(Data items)
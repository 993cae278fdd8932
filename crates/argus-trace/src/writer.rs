//! Per-channel trace file writer.
//!
//! The file is append-only while packets flow; `finish` appends the two
//! trailing packets and then rewrites exactly three header fields in place
//! (`compression`, `decompressed_size`, `portability_table_valid`). One
//! writer owns one file for the channel's whole lifetime.

use std::collections::BTreeMap;
use std::io::{Seek, SeekFrom, Write};

use argus_packet::{now_ns, Packet, PacketTags, PacketTimes, PacketTypeId};
use tracing::{debug, warn};

use crate::compress::compress_body;
use crate::error::{Result, TraceError};
use crate::format::{
    expected_channel_header_size, Compression, FileHeader, GpuInfo,
    DEFAULT_COMPRESSION_THRESHOLD, HDR_OFF_COMPRESSION, HDR_OFF_DECOMPRESSED_SIZE,
    HDR_OFF_PORTABILITY_VALID,
};
use crate::io::WriteLeExt;
use crate::meta::TraceMetadata;
use crate::portability::{encode_table, PortabilitySet};

#[derive(Debug, Clone)]
pub struct WriterOptions {
    pub compression: Compression,
    /// Bodies at or below this length are stored uncompressed.
    pub compression_threshold: u64,
    pub portability: PortabilitySet,
}

impl Default for WriterOptions {
    fn default() -> Self {
        Self {
            compression: Compression::default(),
            compression_threshold: DEFAULT_COMPRESSION_THRESHOLD,
            portability: PortabilitySet::default(),
        }
    }
}

/// Checks the handshake-declared channel header size. A mismatch means the
/// producer and recorder disagree about the wire layout, which is fatal for
/// the channel.
pub fn validate_declared_size(declared: u64, gpu_count: u64) -> Result<()> {
    let expected = expected_channel_header_size(gpu_count);
    if declared != expected {
        return Err(TraceError::DeclaredSizeMismatch { declared, expected });
    }
    Ok(())
}

pub struct TraceWriter<W: Write + Seek> {
    w: W,
    options: WriterOptions,
    /// Absolute file offset of the next byte to be written.
    offset: u64,
    portability_offsets: Vec<u64>,
    injected_sequences: Vec<u64>,
    device_features: BTreeMap<String, Vec<String>>,
    decompressed_size: u64,
    compression_used: bool,
    trailers_written: bool,
}

impl<W: Write + Seek> TraceWriter<W> {
    /// Writes the channel header (size word, file header, gpu infos) and
    /// leaves the writer positioned for the first packet.
    pub fn create(
        mut w: W,
        header: &FileHeader,
        gpus: &[GpuInfo],
        options: WriterOptions,
    ) -> Result<Self> {
        if header.gpu_count != gpus.len() as u64 {
            return Err(TraceError::Corrupt("gpu_count does not match gpu infos"));
        }
        let size = expected_channel_header_size(header.gpu_count);
        w.write_u64_le(size)?;
        header.encode(&mut w)?;
        for gpu in gpus {
            gpu.encode(&mut w)?;
        }
        Ok(Self {
            w,
            options,
            offset: size,
            portability_offsets: Vec::new(),
            injected_sequences: Vec::new(),
            device_features: BTreeMap::new(),
            decompressed_size: 0,
            compression_used: false,
            trailers_written: false,
        })
    }

    /// Appends one packet, compressing the body when the configured codec
    /// shrinks it past the threshold. A failed write loses that packet only.
    pub fn write_packet(&mut self, mut packet: Packet) -> Result<()> {
        let header = packet.header();
        let pre_size = header.size;

        if self.options.compression != Compression::None
            && !header.tags.contains(PacketTags::COMPRESSED)
            && header.body_len() > self.options.compression_threshold
        {
            if let Some(body) = compress_body(self.options.compression, packet.body()) {
                packet.replace_body(body);
                packet.add_tags(PacketTags::COMPRESSED);
                self.compression_used = true;
            }
        }

        if let Err(e) = self.w.write_all(packet.as_bytes()) {
            warn!(
                sequence = header.sequence,
                packet_type = %header.packet_type,
                error = %e,
                "short write, dropping packet"
            );
            // Rewind so the file stays a valid packet sequence.
            self.w.seek(SeekFrom::Start(self.offset))?;
            return Ok(());
        }

        if self.options.portability.contains(header.packet_type) {
            self.portability_offsets.push(self.offset);
        }
        if header.tags.contains(PacketTags::INJECTED) {
            self.injected_sequences.push(header.sequence);
        }
        self.decompressed_size += pre_size;
        self.offset += packet.header().size;
        Ok(())
    }

    /// Records feature names from a capability-bearing create call for the
    /// metadata document.
    pub fn set_device_features(&mut self, device_handle: u64, features: Vec<String>) {
        self.device_features
            .insert(TraceMetadata::device_key(device_handle), features);
    }

    /// Appends the portability and metadata trailers, then patches the three
    /// deferred header fields. Safe to call again after a success: the
    /// trailers are not duplicated and re-patching writes the same values.
    pub fn finish(&mut self, clean: bool) -> Result<()> {
        if !clean {
            warn!("finalizing trace after unclean channel end");
        }
        if !self.trailers_written {
            let times = PacketTimes {
                enqueue_ns: now_ns(),
                ..PacketTimes::default()
            };
            let table = Packet::with_body(
                PacketTypeId::PORTABILITY_TABLE,
                0,
                times,
                &encode_table(&self.portability_offsets),
            );
            self.w.write_all(table.as_bytes())?;
            self.offset += table.header().size;

            let meta = TraceMetadata {
                injected_calls: std::mem::take(&mut self.injected_sequences),
                device_features: if self.device_features.is_empty() {
                    None
                } else {
                    Some(std::mem::take(&mut self.device_features))
                },
            };
            let meta_pkt =
                Packet::with_body(PacketTypeId::META_DATA, 0, times, &meta.to_json()?);
            self.w.write_all(meta_pkt.as_bytes())?;
            self.offset += meta_pkt.header().size;
            self.trailers_written = true;
        }

        let codec = if self.compression_used {
            self.options.compression
        } else {
            Compression::None
        };
        self.patch_u8(HDR_OFF_COMPRESSION, codec as u8)?;
        self.patch_u64(HDR_OFF_DECOMPRESSED_SIZE, self.decompressed_size)?;
        self.patch_u64(HDR_OFF_PORTABILITY_VALID, 1)?;
        self.w.seek(SeekFrom::Start(self.offset))?;
        self.w.flush()?;
        debug!(
            decompressed_size = self.decompressed_size,
            codec = %codec,
            portability_entries = self.portability_offsets.len(),
            "trace finalized"
        );
        Ok(())
    }

    pub fn into_inner(self) -> W {
        self.w
    }

    // Header field offsets are relative to the 64-byte header, which sits
    // after the leading size word.
    fn patch_u8(&mut self, header_off: u64, v: u8) -> Result<()> {
        self.w.seek(SeekFrom::Start(8 + header_off))?;
        self.w.write_u8(v)
    }

    fn patch_u64(&mut self, header_off: u64, v: u64) -> Result<()> {
        self.w.seek(SeekFrom::Start(8 + header_off))?;
        self.w.write_u64_le(v)
    }
}

#[cfg(test)]
mod tests {
    use super::*;
    use crate::portability::call_ids;
    use crate::reader::TraceFile;
    use std::io::Cursor;

    fn write_simple(options: WriterOptions, bodies: &[(PacketTypeId, Vec<u8>)]) -> Vec<u8> {
        let header = FileHeader::for_capture(1);
        let gpus = [GpuInfo {
            vendor_id: 0x10de,
            device_id: 0x2204,
            driver_version: 1,
        }];
        let mut writer =
            TraceWriter::create(Cursor::new(Vec::new()), &header, &gpus, options).unwrap();
        for (i, (ty, body)) in bodies.iter().enumerate() {
            let mut pkt = Packet::with_body(*ty, 1, PacketTimes::default(), body);
            pkt.set_sequence(i as u64);
            writer.write_packet(pkt).unwrap();
        }
        writer.finish(true).unwrap();
        writer.into_inner().into_inner()
    }

    #[test]
    fn finish_is_idempotent_on_bytes() {
        let header = FileHeader::for_capture(0);
        let mut writer = TraceWriter::create(
            Cursor::new(Vec::new()),
            &header,
            &[],
            WriterOptions::default(),
        )
        .unwrap();
        writer
            .write_packet(Packet::with_body(
                call_ids::ALLOCATE_MEMORY,
                1,
                PacketTimes::default(),
                &[7u8; 32],
            ))
            .unwrap();
        writer.finish(true).unwrap();
        let first = writer.w.get_ref().clone();
        writer.finish(true).unwrap();
        assert_eq!(writer.w.get_ref(), &first);
    }

    #[test]
    fn codec_patched_to_none_when_never_used() {
        let options = WriterOptions {
            compression: Compression::Lz4,
            compression_threshold: 1024,
            portability: PortabilitySet::default(),
        };
        // Every body is below the threshold.
        let bytes = write_simple(options, &[(call_ids::PRESENT, vec![0u8; 16])]);
        let file = TraceFile::read(Cursor::new(bytes)).unwrap();
        assert_eq!(file.header.compression, Compression::None);
    }

    #[test]
    fn portability_offsets_point_at_allow_listed_packets() {
        let bytes = write_simple(
            WriterOptions {
                compression: Compression::None,
                ..WriterOptions::default()
            },
            &[
                (call_ids::PRESENT, vec![1u8; 8]),
                (call_ids::ALLOCATE_MEMORY, vec![2u8; 8]),
                (call_ids::BIND_BUFFER_MEMORY, vec![3u8; 8]),
            ],
        );
        let file = TraceFile::read(Cursor::new(bytes.clone())).unwrap();
        let offsets = file.portability.unwrap();
        assert_eq!(offsets.len(), 2);
        for off in offsets {
            // Each offset lands on a packet boundary inside the file.
            let at = off as usize;
            let size = u64::from_le_bytes(bytes[at..at + 8].try_into().unwrap());
            assert!(at as u64 + size <= bytes.len() as u64);
        }
    }

    #[test]
    fn declared_size_mismatch_is_fatal() {
        assert!(validate_declared_size(expected_channel_header_size(2), 2).is_ok());
        assert!(matches!(
            validate_declared_size(100, 2),
            Err(TraceError::DeclaredSizeMismatch { .. })
        ));
    }
}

§ **WORK INSTRUCTIONS**:
If a line in the data holds the string "fields", copy that line.

§ **SOLUTION FOR THIS TASK**:
//! trailing packets and then rewrites exactly three header fields in place
    /// deferred header fields. Safe to call again after a success: the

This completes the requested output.